I wanna do real bad things to - you-oo-hoo.
And now some sad tales of how Comcast git's her done:
This be a long & boring tale, so set your surfing sails now while you still have a chance.
Friday last the cable went out. Saturday I call Comcast and a tech is able to come out same day, on a Saturday no less. OK - let's give them an A+ on that score.
The cable runs from the street to the house 300' underground in a PVC conduit, as pulled by Comcast in the year 2000. The tech finds Saturday that the core wire has pulled itself back inside the cable at the house end. He puts a new end on, and still no signal. "Should we check the pole end? I can dig it out of the snow," says I. The tech replies "It wouldn't do any good, I'll have to turn it over to the line & construction crew." Okey dokey then. It's beyond my Radio Shack sh*tty crimpin pliers ways & means then.
A week goes by, and we're getting along well with streaming Netflix and my mother in law's DVD collection. Friday comes along again, so I figure I'll call Comcast and get a status report. The script reader tells me the original Saturday service never happened, and was canceled at the door. (First - huh?) I explain what happened, and the script reader tells me such a repair cannot even be sent out for scheduling in under 7 business days, (#2 - huh?) and that once they finally do get here, they may not be able to do a repair if there is frost in the ground. (Another - huh?) In other words, there's no telling if it will be another week or month or two before I get cable restored. Thankfully she at least had the sense not to try and upsell a non-working account.
This means I have two choices if I want to watch real time TV - satellite, or satellite. Friday morning I order one or the other of the two satellite provider's packages, (Dish I think?) and the install happens Monday tomorrow. Seems like a decent deal and package for the money, and HD is not held hostage like Comcast does. We have 4 TVs, but the three TV mark holds the price back, and so the 4th TV we'll do without. It's in my workshop anyway, and I have internet radio & PC CDs & MP3s there with some vintage AR 3 perfect condition suspensions are still good paid $2 for em at a tag sale speakers. Sound is far better than my upstairs speakers, but so it goes.
Friday afternoon my wife calls me at work. The Comcast tech decides to stop without an appointment and give it another shot. (Third - huh?) He discovers the connection at the pole IS damaged, apparently during our 4 plus feet of accumulated snow removal. (Didn't we go out to the pole a few paragraphs ago? Maybe not. I'm getting old and my memory...)
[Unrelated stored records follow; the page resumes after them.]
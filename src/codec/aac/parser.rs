use super::types::{AACConfig, AACFrame, ADTSHeader, ProfileType};
use crate::utils::BitReader;
use crate::{Result, VdkError};

/// Stateful ADTS frame parser, remembering the last-seen config for frames
/// that omit their own ADTS header.
#[derive(Debug)]
pub struct AACParser {
    config: Option<AACConfig>,
}

impl AACParser {
    /// Creates a parser with no remembered configuration.
    pub fn new() -> Self {
        Self { config: None }
    }

    /// Parses one frame, preferring an ADTS header if present and falling
    /// back to the last configuration set via [`AACParser::set_config`].
    pub fn parse_frame(&mut self, data: &[u8]) -> Result<AACFrame> {
        // Try to parse as ADTS frame first
        if data.len() >= 7 {
            // Minimum ADTS header size
            if let Ok(header) = self.parse_adts_header(&data[..7]) {
                if header.sync_word_valid() {
                    let frame_data = if header.frame_length as usize <= data.len() {
                        &data[7..header.frame_length as usize]
                    } else {
                        &data[7..]
                    };
                    let config = AACConfig {
                        profile: header.profile,
                        sample_rate_index: header.sample_rate_index,
                        channel_configuration: header.channel_configuration,
                        frame_length: 1024, // AAC default frame length
                    };
                    self.config = Some(config.clone());
                    return Ok(AACFrame::new(config, frame_data.to_vec()));
                }
            }
        }

        // If not ADTS, try to use existing config
        if let Some(config) = &self.config {
            Ok(AACFrame::new(config.clone(), data.to_vec()))
        } else {
            Err(VdkError::Parser(
                "No AAC configuration available and data is not in ADTS format".into(),
            ))
        }
    }

    /// Decodes a 7-byte ADTS header from the start of `data`.
    pub fn parse_adts_header(&mut self, data: &[u8]) -> Result<ADTSHeader> {
        if data.len() < 7 {
            return Err(VdkError::Parser("ADTS header too short".into()));
        }

        let mut reader = BitReader::new(data);

        let sync_word = reader.read_bits(12)?;
        if sync_word != 0xFFF {
            return Err(VdkError::Parser("Invalid ADTS sync word".into()));
        }

        let id = reader.read_bits(1)? as u8;
        let layer = reader.read_bits(2)? as u8;
        let protection_absent = reader.read_bits(1)? == 1;

        let profile_raw = reader.read_bits(2)? as u8;
        let profile = ProfileType::from(profile_raw);

        let sample_rate_index = reader.read_bits(4)? as u8;
        let private_bit = reader.read_bits(1)? == 1;
        let channel_configuration = reader.read_bits(3)? as u8;
        let original_copy = reader.read_bits(1)? == 1;
        let home = reader.read_bits(1)? == 1;

        let copyright_id_bit = reader.read_bits(1)? == 1;
        let copyright_id_start = reader.read_bits(1)? == 1;
        let frame_length = reader.read_bits(13).map(|v| v as u16)?;
        let buffer_fullness = reader.read_bits(11)? as u16;
        let number_of_raw_blocks = reader.read_bits(2)? as u8;

        Ok(ADTSHeader {
            sync_word,
            id,
            layer,
            protection_absent,
            profile,
            sample_rate_index,
            private_bit,
            channel_configuration,
            original_copy,
            home,
            copyright_id_bit,
            copyright_id_start,
            frame_length,
            buffer_fullness,
            number_of_raw_blocks,
        })
    }

    /// Sets the configuration used for frames without their own ADTS header.
    pub fn set_config(&mut self, config: AACConfig) {
        self.config = Some(config);
    }

    /// Returns the currently remembered configuration, if any.
    pub fn config(&self) -> Option<&AACConfig> {
        self.config.as_ref()
    }
}

impl Default for AACParser {
    fn default() -> Self {
        Self::new()
    }
}
use std::env;
use std::fs;
use std::path::Path;

fn main() {
    // Create config template if it doesn't exist
    let out_dir = env::var("OUT_DIR").unwrap_or_else(|_| "./".to_string());
    let template_path = Path::new(&out_dir).join("../../../config.template.toml");
    
    let template = r#"# VDKIO Configuration Template
# Copy this file to 'config.toml' and fill in your actual values

pacing_advance_ms = 20
lookahead_depth = 2
max_pes_payload = 204800
max_input_bytes = 1073741824
"#;
    
    let _ = fs::write(template_path, template);
    println!("cargo:rerun-if-changed=build.rs");
}
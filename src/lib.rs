#![doc(html_root_url = "https://docs.rs/vdkio/0.1.0")]
#![cfg_attr(docsrs, feature(doc_cfg))]
#![deny(missing_docs)]
#![deny(rustdoc::missing_crate_level_docs)]

//! # vdkio - Rust Video Development Kit
//!
//! `vdkio` demuxes an MPEG Transport Stream into paced, DTS-ordered video
//! and audio access units, and builds the SDP session description an RTSP
//! or RTP peer needs to consume them.
//!
//! ## Quick Start
//!
//! Add this to your `Cargo.toml`:
//!
//! ```toml
//! [dependencies]
//! vdkio = "0.1.0"
//! ```
//!
//! ### Demuxing a Transport Stream
//!
//! ```rust,no_run
//! use vdkio::format::ts::demuxer::{Demuxer, EventName};
//!
//! # async fn example() -> Result<(), Box<dyn std::error::Error>> {
//! let mut demuxer = Demuxer::new();
//! demuxer.open("input.ts")?;
//! demuxer.on(EventName::Video, |event| {
//!     println!("video event: {:?}", event);
//! });
//! demuxer.start_streaming(0).await?;
//! # Ok(())
//! # }
//! ```
//!
//! ## Module Overview
//!
//! - `format`: Transport Stream demuxing (framing, PSI, PES reassembly,
//!   pacing scheduler) and SDP generation/parsing
//! - `codec`: Codec-level types shared by the AAC AudioSpecificConfig path
//! - `aac`: AudioSpecificConfig synthesis, consumed by the SDP codec
//! - `error`: Custom error types and the crate's `Result` alias
//! - `utils`: Bitstream reading and CRC calculations
//! - `config`: Process-wide tunables (pacing advance, look-ahead depth,
//!   input size caps)

/// AudioSpecificConfig synthesis, consumed by the SDP codec
pub mod aac;

/// Codec-level types shared by the AAC AudioSpecificConfig path
pub mod codec;

/// Error types and utilities
pub mod error;

/// Media format implementations (Transport Stream demuxing, SDP)
pub mod format;

/// Common utilities and helper functions
pub mod utils;

/// Configuration module
pub mod config;

pub use error::{Result, VdkError};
Anyway, The Comcast tech fixes the cable service, and urges me to cancel satellite service. Um, yeah. Let me sleep on that. Um, nope. I'm locked down for two years with satellite, and don't feel like playing telephone mind f' with a media provider to cancel and then get a cancellation charge anyway.
We had a Comcast cable box for HBO. Way back when the Comcast installer set our TV to channel three only, and ran all the channels through the Comcast box. Never thought twice about this setup. Turns out our TV, which can get the 3.21 style in between dot channels could have been giving us some buried HD channels all the time. Shame on me for not figuring that out, and shame on Comcast for taking the TV there to begin with. No HD channels come through a Comcast box for free. Now HD in the US is still not quite ready for prime time (IMO) but when it does work right, like for big time sports, it is stellar and well worth it.